§ **Exercise brief**:
Which lines of the listing hold the string "report"? Show each of them.

########

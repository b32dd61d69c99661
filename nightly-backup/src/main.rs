//! nightly-backup - Main entry point

use chrono::{Local, NaiveDate};
use clap::error::ErrorKind;
use clap::Parser;
use nightly_backup::config::{Config, DEFAULT_CONFIG_ROOT};
use nightly_backup::items::ItemRegistry;
use nightly_backup::utils::format::format_size;
use nightly_backup::{utils, Orchestrator};
use std::path::PathBuf;
use std::process::ExitCode;

const EXIT_FAILURE: u8 = 1;
const EXIT_HELP: u8 = 2;

#[derive(Parser, Debug)]
#[command(author, version, about, long_about = None)]
struct Args {
    /// Directory holding config.toml, items.d/ and .env
    #[arg(short, long, value_name = "DIR", default_value = DEFAULT_CONFIG_ROOT)]
    config_root: PathBuf,

    /// Local backup root (overrides config)
    #[arg(short, long, value_name = "DIR")]
    backup_root: Option<PathBuf>,

    /// Replace today's backup if it already exists
    #[arg(short, long)]
    force: bool,

    /// Neither mirror to nor prune the remote store
    #[arg(long)]
    skip_remote: bool,

    /// Do not apply retention
    #[arg(long)]
    skip_cleanup: bool,

    /// Run as if today were this date
    #[arg(long, value_name = "YYYY-MM-DD")]
    date: Option<NaiveDate>,

    /// Log at debug level
    #[arg(short, long)]
    verbose: bool,
}

/// Exit code for a command line that did not parse into a run
fn usage_exit_code(kind: ErrorKind) -> u8 {
    match kind {
        ErrorKind::DisplayHelp | ErrorKind::DisplayHelpOnMissingArgumentOrSubcommand => EXIT_HELP,
        ErrorKind::DisplayVersion => 0,
        _ => EXIT_FAILURE,
    }
}

#[tokio::main(flavor = "current_thread")]
async fn main() -> ExitCode {
    let args = match Args::try_parse() {
        Ok(args) => args,
        Err(e) => {
            let _ = e.print();
            return ExitCode::from(usage_exit_code(e.kind()));
        }
    };

    // Logging is not up yet, so configuration errors go to stderr directly
    let mut config = match Config::load(&args.config_root) {
        Ok(config) => config,
        Err(e) => {
            eprintln!("nightly-backup: {}", e);
            return ExitCode::from(e.exit_code());
        }
    };
    if let Some(root) = args.backup_root {
        config.backup_root = root;
    }
    config.flags.force = args.force;
    config.flags.skip_remote = args.skip_remote;
    config.flags.skip_cleanup = args.skip_cleanup;
    config.flags.verbose = args.verbose;

    if let Err(e) = utils::logger::init(&config.log.level, args.verbose) {
        eprintln!("nightly-backup: failed to initialize logging: {:#}", e);
        return ExitCode::from(EXIT_FAILURE);
    }

    let now = match args.date {
        Some(date) => date.and_time(Local::now().time()),
        None => Local::now().naive_local(),
    };

    tracing::info!(
        "Starting nightly-backup v{} on {} ({} item(s))",
        env!("CARGO_PKG_VERSION"),
        config.host_fqdn(),
        config.items.len()
    );

    let orchestrator = Orchestrator::new(config, ItemRegistry::with_builtins());
    match orchestrator.run(now).await {
        Ok(report) => {
            if let Some(mirror) = &report.mirror {
                tracing::info!(
                    "Mirrored {} artifact(s) ({}), skipped {}",
                    mirror.uploaded.len(),
                    format_size(mirror.bytes),
                    mirror.skipped.len()
                );
            }
            tracing::info!(
                "Backup {} complete: {} artifact(s), {} local and {} remote backup(s) pruned",
                report.date_key,
                report.artifacts.len(),
                report.pruned_local.len(),
                report.pruned_remote.len()
            );
            ExitCode::SUCCESS
        }
        Err(e) => {
            tracing::error!("Backup failed: {}", e);
            ExitCode::from(e.exit_code())
        }
    }
}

########

§ **Solved problem**:
        Ok(report) => {
            if let Some(mirror) = &report.mirror {
                report.date_key,
                report.artifacts.len(),
                report.pruned_local.len(),
                report.pruned_remote.len()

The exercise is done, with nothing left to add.